Data under study START
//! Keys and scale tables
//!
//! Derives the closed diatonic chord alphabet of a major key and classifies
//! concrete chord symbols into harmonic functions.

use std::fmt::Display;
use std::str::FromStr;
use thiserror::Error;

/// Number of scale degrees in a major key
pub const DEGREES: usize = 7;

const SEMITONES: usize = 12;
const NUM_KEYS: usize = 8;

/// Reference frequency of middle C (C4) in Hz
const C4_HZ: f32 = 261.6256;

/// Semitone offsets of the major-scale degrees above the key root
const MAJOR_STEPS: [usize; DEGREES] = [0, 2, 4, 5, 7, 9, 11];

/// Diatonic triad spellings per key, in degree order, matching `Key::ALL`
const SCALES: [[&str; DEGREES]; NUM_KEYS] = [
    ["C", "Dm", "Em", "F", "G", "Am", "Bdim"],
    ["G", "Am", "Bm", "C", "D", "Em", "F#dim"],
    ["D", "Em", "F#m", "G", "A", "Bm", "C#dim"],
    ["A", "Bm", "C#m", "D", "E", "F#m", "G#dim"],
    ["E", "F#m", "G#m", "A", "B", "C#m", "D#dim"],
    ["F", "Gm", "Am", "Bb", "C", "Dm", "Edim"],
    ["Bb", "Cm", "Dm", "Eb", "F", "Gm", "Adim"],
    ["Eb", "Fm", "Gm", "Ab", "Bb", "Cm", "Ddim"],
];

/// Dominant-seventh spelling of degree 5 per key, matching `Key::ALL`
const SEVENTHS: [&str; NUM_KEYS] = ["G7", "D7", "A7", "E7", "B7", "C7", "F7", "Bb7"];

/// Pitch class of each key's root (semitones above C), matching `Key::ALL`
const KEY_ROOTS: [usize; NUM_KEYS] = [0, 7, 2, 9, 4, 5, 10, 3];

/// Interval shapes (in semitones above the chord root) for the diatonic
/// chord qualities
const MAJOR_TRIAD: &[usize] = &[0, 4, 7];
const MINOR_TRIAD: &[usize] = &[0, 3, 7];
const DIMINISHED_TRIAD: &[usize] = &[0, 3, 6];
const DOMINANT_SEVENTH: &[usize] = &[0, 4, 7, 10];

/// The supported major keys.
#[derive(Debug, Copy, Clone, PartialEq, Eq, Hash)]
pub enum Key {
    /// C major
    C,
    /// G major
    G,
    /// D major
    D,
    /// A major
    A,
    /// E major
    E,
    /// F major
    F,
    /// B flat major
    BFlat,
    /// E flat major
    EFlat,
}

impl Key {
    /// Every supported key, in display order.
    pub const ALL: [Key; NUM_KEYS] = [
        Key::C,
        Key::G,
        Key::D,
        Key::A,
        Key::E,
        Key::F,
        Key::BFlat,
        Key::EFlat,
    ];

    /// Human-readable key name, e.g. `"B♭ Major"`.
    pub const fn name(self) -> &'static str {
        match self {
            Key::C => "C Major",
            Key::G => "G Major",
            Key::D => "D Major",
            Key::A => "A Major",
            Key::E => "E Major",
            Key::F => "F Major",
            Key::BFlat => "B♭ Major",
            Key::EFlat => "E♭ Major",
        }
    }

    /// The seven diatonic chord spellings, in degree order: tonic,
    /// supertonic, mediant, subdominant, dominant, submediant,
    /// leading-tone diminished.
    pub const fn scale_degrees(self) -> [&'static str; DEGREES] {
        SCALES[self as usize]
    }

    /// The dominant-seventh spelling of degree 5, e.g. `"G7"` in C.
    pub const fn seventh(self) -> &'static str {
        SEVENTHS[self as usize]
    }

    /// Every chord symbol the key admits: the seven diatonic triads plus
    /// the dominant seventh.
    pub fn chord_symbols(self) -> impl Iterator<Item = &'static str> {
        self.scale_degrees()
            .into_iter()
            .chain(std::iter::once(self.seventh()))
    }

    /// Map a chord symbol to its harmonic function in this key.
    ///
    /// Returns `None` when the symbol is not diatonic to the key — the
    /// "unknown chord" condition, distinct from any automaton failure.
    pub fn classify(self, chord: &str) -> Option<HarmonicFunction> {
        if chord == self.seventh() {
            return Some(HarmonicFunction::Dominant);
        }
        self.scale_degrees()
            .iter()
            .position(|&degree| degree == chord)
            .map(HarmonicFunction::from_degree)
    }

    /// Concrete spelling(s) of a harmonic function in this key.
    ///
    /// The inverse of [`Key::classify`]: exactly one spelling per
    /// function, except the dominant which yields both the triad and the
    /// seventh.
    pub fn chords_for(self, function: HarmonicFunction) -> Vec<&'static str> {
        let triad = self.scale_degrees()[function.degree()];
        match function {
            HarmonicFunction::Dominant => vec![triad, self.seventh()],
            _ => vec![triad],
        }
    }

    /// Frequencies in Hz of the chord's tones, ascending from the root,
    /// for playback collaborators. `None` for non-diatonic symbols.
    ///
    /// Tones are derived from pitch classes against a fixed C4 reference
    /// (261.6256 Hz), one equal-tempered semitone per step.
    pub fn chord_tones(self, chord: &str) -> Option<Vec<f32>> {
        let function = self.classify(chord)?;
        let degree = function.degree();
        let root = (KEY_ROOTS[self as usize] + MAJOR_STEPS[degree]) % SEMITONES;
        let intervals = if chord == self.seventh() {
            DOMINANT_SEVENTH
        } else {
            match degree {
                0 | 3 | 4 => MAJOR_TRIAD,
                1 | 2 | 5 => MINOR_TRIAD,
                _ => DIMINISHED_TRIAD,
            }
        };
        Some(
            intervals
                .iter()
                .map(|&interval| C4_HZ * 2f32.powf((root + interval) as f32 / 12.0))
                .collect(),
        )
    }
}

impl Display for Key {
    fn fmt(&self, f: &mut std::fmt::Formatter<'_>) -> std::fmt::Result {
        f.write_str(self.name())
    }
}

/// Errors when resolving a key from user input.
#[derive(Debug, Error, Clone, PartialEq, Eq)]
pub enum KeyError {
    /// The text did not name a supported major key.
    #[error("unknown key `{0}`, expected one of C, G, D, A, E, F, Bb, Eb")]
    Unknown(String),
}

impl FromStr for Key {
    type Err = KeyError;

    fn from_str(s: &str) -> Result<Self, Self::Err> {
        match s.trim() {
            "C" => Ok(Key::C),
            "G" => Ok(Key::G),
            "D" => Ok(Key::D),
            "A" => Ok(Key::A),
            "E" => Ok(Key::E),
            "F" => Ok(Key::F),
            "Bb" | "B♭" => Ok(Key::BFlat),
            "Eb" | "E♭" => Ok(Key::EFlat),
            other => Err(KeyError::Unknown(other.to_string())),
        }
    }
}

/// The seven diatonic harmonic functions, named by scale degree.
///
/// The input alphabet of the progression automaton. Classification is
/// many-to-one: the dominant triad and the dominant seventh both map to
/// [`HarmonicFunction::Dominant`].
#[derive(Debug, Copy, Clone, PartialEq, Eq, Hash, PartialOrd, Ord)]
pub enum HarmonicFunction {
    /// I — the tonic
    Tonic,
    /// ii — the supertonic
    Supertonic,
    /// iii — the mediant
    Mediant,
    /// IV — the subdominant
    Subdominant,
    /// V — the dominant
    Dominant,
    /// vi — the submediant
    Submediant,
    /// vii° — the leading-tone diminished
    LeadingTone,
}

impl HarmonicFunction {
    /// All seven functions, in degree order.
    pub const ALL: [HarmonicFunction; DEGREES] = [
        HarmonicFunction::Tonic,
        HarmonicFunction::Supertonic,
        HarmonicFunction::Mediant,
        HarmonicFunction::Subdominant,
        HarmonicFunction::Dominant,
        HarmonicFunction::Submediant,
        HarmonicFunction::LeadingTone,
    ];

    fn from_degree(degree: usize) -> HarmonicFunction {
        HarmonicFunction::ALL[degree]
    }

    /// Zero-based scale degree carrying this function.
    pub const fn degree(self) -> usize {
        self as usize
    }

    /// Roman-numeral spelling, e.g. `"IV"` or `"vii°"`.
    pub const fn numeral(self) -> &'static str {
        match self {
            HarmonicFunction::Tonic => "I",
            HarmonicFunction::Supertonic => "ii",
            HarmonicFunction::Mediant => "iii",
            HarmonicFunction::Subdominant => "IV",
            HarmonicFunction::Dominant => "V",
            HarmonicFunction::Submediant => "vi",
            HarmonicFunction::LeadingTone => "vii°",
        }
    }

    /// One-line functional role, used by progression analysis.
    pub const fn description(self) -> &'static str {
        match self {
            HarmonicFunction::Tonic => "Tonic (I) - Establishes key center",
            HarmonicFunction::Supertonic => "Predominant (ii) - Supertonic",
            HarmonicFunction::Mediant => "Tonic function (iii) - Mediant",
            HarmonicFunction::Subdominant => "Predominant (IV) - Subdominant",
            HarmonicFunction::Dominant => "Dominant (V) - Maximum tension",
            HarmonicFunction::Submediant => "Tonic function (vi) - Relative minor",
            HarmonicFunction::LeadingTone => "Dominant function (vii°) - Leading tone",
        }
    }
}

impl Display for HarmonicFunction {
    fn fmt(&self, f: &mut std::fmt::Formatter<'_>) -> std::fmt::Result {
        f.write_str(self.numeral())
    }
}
Data under study END
Exercise objective: Identify every line above with the string "Debug" in it. Copy those lines.

Answer to this task:
#[derive(Debug, Copy, Clone, PartialEq, Eq, Hash)]
#[derive(Debug, Error, Clone, PartialEq, Eq)]
#[derive(Debug, Copy, Clone, PartialEq, Eq, Hash, PartialOrd, Ord)]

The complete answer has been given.